## Work order
Check every line below for the word "PidsStats" and copy the ones that have it.

===== Records for the exercise =====

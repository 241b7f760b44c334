//! Core data models for the stats collector

use crate::error::DecodeError;
use chrono::{DateTime, Utc};
use serde::{Deserialize, Deserializer, Serialize};
use std::collections::HashMap;
use std::fmt;

/// A running container as reported by the daemon's container listing
#[derive(Debug, Clone, PartialEq, Eq, Serialize, Deserialize)]
pub struct ContainerRef {
    #[serde(rename = "Id")]
    pub id: String,
    #[serde(rename = "Names", default, deserialize_with = "null_as_default")]
    pub names: Vec<String>,
    #[serde(rename = "Image", default)]
    pub image: String,
}

impl ContainerRef {
    pub fn new(id: impl Into<String>, name: impl Into<String>, image: impl Into<String>) -> Self {
        Self {
            id: id.into(),
            names: vec![name.into()],
            image: image.into(),
        }
    }

    /// First display name without the leading `/` the daemon prefixes
    pub fn display_name(&self) -> &str {
        self.names
            .first()
            .map(|name| name.trim_start_matches('/'))
            .unwrap_or_default()
    }
}

/// Platform the daemon runs containers on; selects the derivation formulas
#[derive(Debug, Clone, Copy, Default, PartialEq, Eq, Hash, Serialize, Deserialize)]
#[serde(rename_all = "lowercase")]
pub enum PlatformTag {
    Linux,
    Windows,
    #[default]
    Unknown,
}

impl PlatformTag {
    /// Parse the daemon's `OSType` value. Anything unrecognized is `Unknown`.
    pub fn from_os_type(os_type: &str) -> Self {
        match os_type.trim().to_ascii_lowercase().as_str() {
            "linux" => Self::Linux,
            "windows" => Self::Windows,
            _ => Self::Unknown,
        }
    }

    pub fn as_str(&self) -> &'static str {
        match self {
            Self::Linux => "linux",
            Self::Windows => "windows",
            Self::Unknown => "unknown",
        }
    }
}

impl fmt::Display for PlatformTag {
    fn fmt(&self, f: &mut fmt::Formatter<'_>) -> fmt::Result {
        f.write_str(self.as_str())
    }
}

/// One telemetry record for a container.
///
/// Every record carries both the current and the previous cumulative
/// counters, so deltas can be derived without keeping state between records.
/// All fields default when the daemon omits them.
#[derive(Debug, Clone, Default, PartialEq, Serialize, Deserialize)]
pub struct RawSnapshot {
    #[serde(default)]
    pub read: Option<DateTime<Utc>>,
    #[serde(default)]
    pub preread: Option<DateTime<Utc>>,
    #[serde(default)]
    pub num_procs: u32,
    #[serde(default, deserialize_with = "null_as_default")]
    pub pids_stats: PidsStats,
    #[serde(default, deserialize_with = "null_as_default")]
    pub cpu_stats: CpuStats,
    #[serde(default, deserialize_with = "null_as_default")]
    pub precpu_stats: CpuStats,
    #[serde(default, deserialize_with = "null_as_default")]
    pub memory_stats: MemoryStats,
}

impl RawSnapshot {
    /// Decode a single JSON record as delivered by the stats feed
    pub fn from_json(record: &[u8]) -> Result<Self, DecodeError> {
        serde_json::from_slice(record).map_err(DecodeError::from)
    }
}

#[derive(Debug, Clone, Default, PartialEq, Serialize, Deserialize)]
pub struct PidsStats {
    #[serde(default)]
    pub current: u64,
}

#[derive(Debug, Clone, Default, PartialEq, Serialize, Deserialize)]
pub struct CpuStats {
    #[serde(default, deserialize_with = "null_as_default")]
    pub cpu_usage: CpuUsage,
    #[serde(default)]
    pub system_cpu_usage: u64,
    #[serde(default)]
    pub online_cpus: u32,
}

#[derive(Debug, Clone, Default, PartialEq, Serialize, Deserialize)]
pub struct CpuUsage {
    #[serde(default)]
    pub total_usage: u64,
    #[serde(default, deserialize_with = "null_as_default")]
    pub percpu_usage: Vec<u64>,
}

#[derive(Debug, Clone, Default, PartialEq, Serialize, Deserialize)]
pub struct MemoryStats {
    #[serde(default)]
    pub usage: u64,
    #[serde(default)]
    pub limit: u64,
    #[serde(default, deserialize_with = "null_as_default")]
    pub stats: HashMap<String, u64>,
    #[serde(default)]
    pub privateworkingset: u64,
}

impl MemoryStats {
    /// Reclaimable page cache included in `usage`
    pub fn cache(&self) -> u64 {
        self.stats.get("cache").copied().unwrap_or(0)
    }
}

/// Metrics derived from one snapshot, ready for output
#[derive(Debug, Clone, PartialEq, Serialize)]
pub struct CalculatedMetrics {
    pub os: PlatformTag,
    pub id: String,
    pub name: String,
    pub image: String,
    pub cpu_percentage: f64,
    pub memory_usage: f64,
    pub memory_limit: f64,
    pub memory_percentage: f64,
}

impl CalculatedMetrics {
    /// Abbreviated container id used by the table and CSV outputs
    pub fn short_id(&self) -> &str {
        self.id.get(..10).unwrap_or(&self.id)
    }
}

/// Lifecycle of a single container monitor, tracked by the aggregator
#[derive(Debug, Clone, Copy, PartialEq, Eq)]
pub enum MonitorState {
    Active,
    Completed,
    Failed,
}

fn null_as_default<'de, D, T>(deserializer: D) -> Result<T, D::Error>
where
    D: Deserializer<'de>,
    T: Default + Deserialize<'de>,
{
    Ok(Option::<T>::deserialize(deserializer)?.unwrap_or_default())
}
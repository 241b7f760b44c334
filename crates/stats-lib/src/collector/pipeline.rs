//! Collection run supervisor
//!
//! Discovers containers once, starts one [`StreamReader`] per container,
//! runs the [`Aggregator`] until it terminates, then cancels and drains the
//! readers within a bounded grace period.

use super::{Aggregator, DecodePolicy, RunOutcome, RunSummary, StreamReader};
use crate::daemon::TelemetrySource;
use crate::error::PipelineError;
use crate::models::ContainerRef;
use crate::observability::StructuredLogger;
use crate::sink::OutputSink;
use std::collections::HashSet;
use std::future::Future;
use std::sync::Arc;
use std::time::Duration;
use tokio::sync::{broadcast, mpsc};
use tokio::task::JoinSet;
use tracing::{debug, info, warn};

const VERSION: &str = env!("CARGO_PKG_VERSION");

/// Configuration for a collection run
#[derive(Debug, Clone)]
pub struct PipelineConfig {
    /// Follow feeds continuously instead of taking one sample (default: true)
    pub streaming: bool,
    /// Format byte sizes and percentages for people (default: false)
    pub human_readable: bool,
    /// What a reader does with an undecodable record (default: skip)
    pub decode_policy: DecodePolicy,
    /// Capacity of the reader to aggregator channel (default: 1024)
    pub channel_capacity: usize,
    /// How long readers get to stop after the aggregator finishes (default: 5 seconds)
    pub shutdown_grace: Duration,
}

impl Default for PipelineConfig {
    fn default() -> Self {
        Self {
            streaming: true,
            human_readable: false,
            decode_policy: DecodePolicy::default(),
            channel_capacity: 1024,
            shutdown_grace: Duration::from_secs(5),
        }
    }
}

/// Runs stream readers and the aggregator for one set of containers
pub struct Pipeline {
    source: Arc<dyn TelemetrySource>,
    config: PipelineConfig,
    logger: StructuredLogger,
}

impl Pipeline {
    pub fn new(source: Arc<dyn TelemetrySource>, config: PipelineConfig) -> Self {
        Self {
            source,
            config,
            logger: StructuredLogger::new("unknown"),
        }
    }

    /// List running containers, then collect from all of them.
    ///
    /// Discovery happens once; containers started later are not picked up.
    /// Shutdown during discovery ends the run before anything is written.
    pub async fn run<S, F>(&self, sink: S, shutdown: F) -> Result<RunSummary, PipelineError>
    where
        S: OutputSink,
        F: Future<Output = ()>,
    {
        tokio::pin!(shutdown);

        let containers = tokio::select! {
            _ = &mut shutdown => {
                info!("Shutdown requested during container discovery");
                let summary = RunSummary {
                    outcome: RunOutcome::ShutdownRequested,
                    records_written: 0,
                    completed: 0,
                    failed: 0,
                };
                self.logger.log_shutdown(&summary);
                return Ok(summary);
            }
            listing = self.source.list_workloads() => listing.map_err(PipelineError::Discovery)?,
        };

        self.run_with(containers, sink, shutdown).await
    }

    /// Collect from an already discovered set of containers
    pub async fn run_with<S, F>(
        &self,
        containers: Vec<ContainerRef>,
        sink: S,
        shutdown: F,
    ) -> Result<RunSummary, PipelineError>
    where
        S: OutputSink,
        F: Future<Output = ()>,
    {
        let containers = dedupe(containers);
        self.logger
            .log_startup(VERSION, containers.len(), self.config.streaming);

        let (event_tx, event_rx) = mpsc::channel(self.config.channel_capacity.max(1));
        let (cancel_tx, _) = broadcast::channel(1);

        let mut readers = JoinSet::new();
        for container in &containers {
            let reader = StreamReader::new(self.source.clone(), container.clone(), event_tx.clone())
                .streaming(self.config.streaming)
                .decode_policy(self.config.decode_policy);
            readers.spawn(reader.run(cancel_tx.subscribe()));
        }
        // Readers hold the only senders from here on
        drop(event_tx);

        let result = Aggregator::new(sink, event_rx, &containers)
            .human_readable(self.config.human_readable)
            .logger(self.logger.clone())
            .run(shutdown)
            .await;

        // Fails only when every reader has already exited
        let _ = cancel_tx.send(());
        self.drain(&mut readers).await;

        if let Ok(summary) = &result {
            self.logger.log_shutdown(summary);
        }
        result
    }

    /// Wait for cancelled readers, aborting any still running after the grace period
    async fn drain(&self, readers: &mut JoinSet<()>) {
        let grace = self.config.shutdown_grace;

        let joined = tokio::time::timeout(grace, async {
            while let Some(result) = readers.join_next().await {
                if let Err(e) = result {
                    if e.is_panic() {
                        warn!(error = %e, "Stream reader panicked");
                    }
                }
            }
        })
        .await;

        if joined.is_err() {
            warn!(
                remaining = readers.len(),
                grace_ms = grace.as_millis() as u64,
                "Stream readers still running after grace period, aborting"
            );
            readers.shutdown().await;
        } else {
            debug!("All stream readers stopped");
        }
    }
}

/// Drop repeated container ids, keeping the first occurrence
fn dedupe(containers: Vec<ContainerRef>) -> Vec<Arc<ContainerRef>> {
    let mut seen = HashSet::new();
    containers
        .into_iter()
        .filter(|container| {
            let first = seen.insert(container.id.clone());
            if !first {
                warn!(container_id = %container.id, "Ignoring duplicate container in listing");
            }
            first
        })
        .map(Arc::new)
        .collect()
}

/// Builder for a [`Pipeline`]
pub struct PipelineBuilder {
    source: Arc<dyn TelemetrySource>,
    config: PipelineConfig,
    endpoint: String,
}

impl PipelineBuilder {
    /// Create a builder with default configuration
    pub fn new(source: Arc<dyn TelemetrySource>) -> Self {
        Self {
            source,
            config: PipelineConfig::default(),
            endpoint: "unknown".to_string(),
        }
    }

    /// Replace the whole configuration
    pub fn config(mut self, config: PipelineConfig) -> Self {
        self.config = config;
        self
    }

    pub fn streaming(mut self, streaming: bool) -> Self {
        self.config.streaming = streaming;
        self
    }

    pub fn human_readable(mut self, human_readable: bool) -> Self {
        self.config.human_readable = human_readable;
        self
    }

    pub fn decode_policy(mut self, policy: DecodePolicy) -> Self {
        self.config.decode_policy = policy;
        self
    }

    /// Set the event channel capacity
    pub fn channel_capacity(mut self, capacity: usize) -> Self {
        self.config.channel_capacity = capacity;
        self
    }

    /// Set how long readers may take to stop before being aborted
    pub fn shutdown_grace(mut self, grace: Duration) -> Self {
        self.config.shutdown_grace = grace;
        self
    }

    /// Daemon endpoint label attached to lifecycle logs
    pub fn endpoint(mut self, endpoint: impl Into<String>) -> Self {
        self.endpoint = endpoint.into();
        self
    }

    pub fn build(self) -> Pipeline {
        Pipeline {
            source: self.source,
            config: self.config,
            logger: StructuredLogger::new(self.endpoint),
        }
    }
}

#[cfg(test)]
mod tests {
    use super::*;

    #[test]
    fn test_dedupe_keeps_first_occurrence() {
        let containers = vec![
            ContainerRef::new("a", "/first", "busybox"),
            ContainerRef::new("b", "/other", "busybox"),
            ContainerRef::new("a", "/second", "busybox"),
        ];

        let unique = dedupe(containers);
        assert_eq!(unique.len(), 2);
        assert_eq!(unique[0].display_name(), "first");
        assert_eq!(unique[1].id, "b");
    }

    #[test]
    fn test_default_config() {
        let config = PipelineConfig::default();
        assert!(config.streaming);
        assert!(!config.human_readable);
        assert_eq!(config.decode_policy, DecodePolicy::Skip);
        assert_eq!(config.channel_capacity, 1024);
        assert_eq!(config.shutdown_grace, Duration::from_secs(5));
    }
}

=====

## Your response
    pub pids_stats: PidsStats,
pub struct PidsStats {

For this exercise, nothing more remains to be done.